— Problem to solve —
Filter the lines below, keeping each one that holds "chrono".

[Data entries]
★ ★ ★ ★ ★

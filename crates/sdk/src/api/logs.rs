//! Log ingestion and search endpoints.

use super::{push_num, push_str, successful};
use crate::client::Bucket;
use crate::error::{ZeusError, ZeusResult};
use crate::transport::Params;
use chrono::{DateTime, Utc};
use reqwest::Method;
use serde::Deserialize;
use tracing::debug;
use zeus_core::{Log, LogList};

/// Logs API for sending and searching logs.
pub struct LogsApi<'a> {
    bucket: &'a Bucket<'a>,
}

impl<'a> LogsApi<'a> {
    pub(crate) fn new(bucket: &'a Bucket<'a>) -> Self {
        Self { bucket }
    }

    /// Send logs under their log name. Returns how many the service stored.
    pub async fn post(&self, logs: &LogList) -> ZeusResult<u64> {
        if logs.name.is_empty() || logs.is_empty() {
            return Err(ZeusError::InvalidInput("logs is empty".to_string()));
        }
        for log in &logs.logs {
            log.validate()?;
        }

        let params = vec![("logs", serde_json::to_string(logs)?)];
        debug!(log_name = %logs.name, count = logs.logs.len(), "posting logs");

        let response = self
            .bucket
            .request(Method::POST, "logs", &[logs.name.as_str()], &params)
            .await?;
        successful(response, &[200])
    }

    /// Search logs. At most `limit` records come back (10 by default on the
    /// service); page through the rest with `offset`.
    pub async fn get(&self, query: &LogQuery) -> ZeusResult<LogPage> {
        if query.log_name.is_empty() {
            return Err(ZeusError::InvalidInput("log_name is required".to_string()));
        }

        let response = self
            .bucket
            .request(Method::GET, "logs", &[], &query.to_params())
            .await?
            .expect(&[200])?;

        let body: LogsResponse = response.json()?;
        Ok(LogPage {
            total: body.total,
            logs: LogList {
                name: query.log_name.clone(),
                logs: body.result,
            },
        })
    }
}

#[derive(Debug, Deserialize)]
struct LogsResponse {
    #[serde(default)]
    total: u64,
    #[serde(default)]
    result: Vec<Log>,
}

/// One page of log search results.
#[derive(Debug, Clone, PartialEq)]
pub struct LogPage {
    /// Number of matching logs on the service, which may exceed `logs.len()`.
    pub total: u64,
    pub logs: LogList,
}

/// Log search constraints.
#[derive(Debug, Clone, Default, PartialEq)]
pub struct LogQuery {
    pub log_name: String,
    /// Field the pattern is matched against.
    pub attribute_name: Option<String>,
    pub pattern: Option<String>,
    /// Epoch seconds.
    pub from: Option<i64>,
    /// Epoch seconds.
    pub to: Option<i64>,
    pub offset: Option<u64>,
    pub limit: Option<u64>,
}

impl LogQuery {
    pub fn new(log_name: impl Into<String>) -> Self {
        Self {
            log_name: log_name.into(),
            ..Default::default()
        }
    }

    /// Match `pattern` against the `attribute` field.
    pub fn matching(mut self, attribute: impl Into<String>, pattern: impl Into<String>) -> Self {
        self.attribute_name = Some(attribute.into());
        self.pattern = Some(pattern.into());
        self
    }

    pub fn pattern(mut self, pattern: impl Into<String>) -> Self {
        self.pattern = Some(pattern.into());
        self
    }

    /// Only logs at or after `from` (epoch seconds).
    pub fn since(mut self, from: i64) -> Self {
        self.from = Some(from);
        self
    }

    /// Only logs at or before `to` (epoch seconds).
    pub fn until(mut self, to: i64) -> Self {
        self.to = Some(to);
        self
    }

    pub fn between(self, from: DateTime<Utc>, to: DateTime<Utc>) -> Self {
        self.since(from.timestamp()).until(to.timestamp())
    }

    pub fn offset(mut self, offset: u64) -> Self {
        self.offset = Some(offset);
        self
    }

    pub fn limit(mut self, limit: u64) -> Self {
        self.limit = Some(limit);
        self
    }

    fn to_params(&self) -> Params {
        let mut params = vec![("log_name", self.log_name.clone())];
        push_str(&mut params, "attribute_name", &self.attribute_name);
        push_str(&mut params, "pattern", &self.pattern);
        push_num(&mut params, "from", self.from.filter(|v| *v > 0));
        push_num(&mut params, "to", self.to.filter(|v| *v > 0));
        push_num(&mut params, "offset", self.offset);
        push_num(&mut params, "limit", self.limit);
        params
    }
}

#[cfg(test)]
mod tests {
    use super::*;
    use crate::api::test_support::{client, client_without_token, form, BUCKET, TOKEN};
    use chrono::TimeZone;
    use wiremock::matchers::{body_string, header, method, path, query_param, query_param_is_missing};
    use wiremock::{Mock, MockServer, ResponseTemplate};
    use zeus_core::LogValue;

    #[test]
    fn test_query_params_skip_unset() {
        let params = LogQuery::new("app").limit(10).offset(0).to_params();
        assert_eq!(
            params,
            vec![("log_name", "app".to_string()), ("limit", "10".to_string())]
        );
    }

    #[test]
    fn test_query_between() {
        let from = Utc.timestamp_opt(1_430_000_000, 0).unwrap();
        let to = Utc.timestamp_opt(1_430_000_010, 0).unwrap();
        let query = LogQuery::new("app").between(from, to);

        assert_eq!(query.from, Some(1_430_000_000));
        assert_eq!(query.to, Some(1_430_000_010));
    }

    #[tokio::test]
    async fn test_post_logs() {
        let server = MockServer::start().await;
        let logs = LogList::new("syslog").with_log(
            Log::new()
                .with("timestamp", 1430355869_i64)
                .with("message", "Message from Rust"),
        );
        let encoded = serde_json::to_string(&logs).unwrap();

        Mock::given(method("POST"))
            .and(path(format!("/logs/{}/syslog/", TOKEN)))
            .and(header("Authorization", format!("Bearer {}", TOKEN).as_str()))
            .and(header("Bucket-Name", BUCKET))
            .and(body_string(form(&[("logs", encoded.as_str())])))
            .respond_with(ResponseTemplate::new(200).set_body_string(r#"{"successful": 1}"#))
            .mount(&server)
            .await;

        let client = client(&server);
        let stored = client.bucket(BUCKET).logs().post(&logs).await.unwrap();
        assert_eq!(stored, 1);
    }

    #[tokio::test]
    async fn test_post_logs_preconditions() {
        let server = MockServer::start().await;
        let client = client(&server);
        let bucket = client.bucket(BUCKET);

        let result = bucket.logs().post(&LogList::default()).await;
        assert!(matches!(result, Err(ZeusError::InvalidInput(_))));

        let bad = LogList::new("x").with_log(Log::new().with("v", f64::NAN));
        let result = bucket.logs().post(&bad).await;
        assert!(matches!(result, Err(ZeusError::InvalidLog(_))));

        let no_token = client_without_token(&server);
        let logs = LogList::new("x").with_log(Log::new().with("v", 1));
        let result = no_token.bucket(BUCKET).logs().post(&logs).await;
        assert!(matches!(result, Err(ZeusError::MissingToken)));
    }

    #[tokio::test]
    async fn test_post_logs_error_message() {
        let server = MockServer::start().await;

        Mock::given(method("POST"))
            .and(path(format!("/logs/{}/app/", TOKEN)))
            .respond_with(
                ResponseTemplate::new(400)
                    .set_body_string(r#"{"successful": 0, "failed": 1, "error": "invalid log"}"#),
            )
            .mount(&server)
            .await;

        let client = client(&server);
        let logs = LogList::new("app").with_log(Log::new().with("a", "b"));
        match client.bucket(BUCKET).logs().post(&logs).await {
            Err(ZeusError::Api { status, message }) => {
                assert_eq!(status, 400);
                assert_eq!(message, "invalid log");
            }
            other => panic!("Expected Api error, got {:?}", other),
        }
    }

    #[tokio::test]
    async fn test_get_logs() {
        let server = MockServer::start().await;

        Mock::given(method("GET"))
            .and(path(format!("/logs/{}/", TOKEN)))
            .and(query_param("log_name", "app"))
            .and(query_param("attribute_name", "message"))
            .and(query_param("pattern", "needle"))
            .and(query_param("from", "1430355869"))
            .and(query_param("to", "1430355879"))
            .and(query_param("limit", "10"))
            .and(query_param_is_missing("offset"))
            .respond_with(ResponseTemplate::new(200).set_body_string(
                r#"{"total": 3, "result": [{"timestamp": 1430355870, "message": "needle"}]}"#,
            ))
            .mount(&server)
            .await;

        let client = client(&server);
        let query = LogQuery::new("app")
            .matching("message", "needle")
            .since(1430355869)
            .until(1430355879)
            .limit(10);

        let page = client.bucket(BUCKET).logs().get(&query).await.unwrap();
        assert_eq!(page.total, 3);
        assert_eq!(page.logs.name, "app");
        assert_eq!(page.logs.logs.len(), 1);
        assert_eq!(
            page.logs.logs[0].get("message"),
            Some(&LogValue::Text("needle".to_string()))
        );
    }

    #[tokio::test]
    async fn test_get_logs_requires_name() {
        let server = MockServer::start().await;
        let client = client(&server);

        let result = client.bucket(BUCKET).logs().get(&LogQuery::default()).await;
        assert!(matches!(result, Err(ZeusError::InvalidInput(_))));
    }

    #[tokio::test]
    async fn test_get_logs_bad_request() {
        let server = MockServer::start().await;

        Mock::given(method("GET"))
            .and(path(format!("/logs/{}/", TOKEN)))
            .respond_with(ResponseTemplate::new(400))
            .mount(&server)
            .await;

        let client = client(&server);
        let result = client
            .bucket(BUCKET)
            .logs()
            .get(&LogQuery::new("app"))
            .await;
        assert_eq!(result.unwrap_err().status(), Some(400));
    }
}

★ ★ ★ ★ ★

— Answer to this problem —
use chrono::{DateTime, Utc};
    use chrono::TimeZone;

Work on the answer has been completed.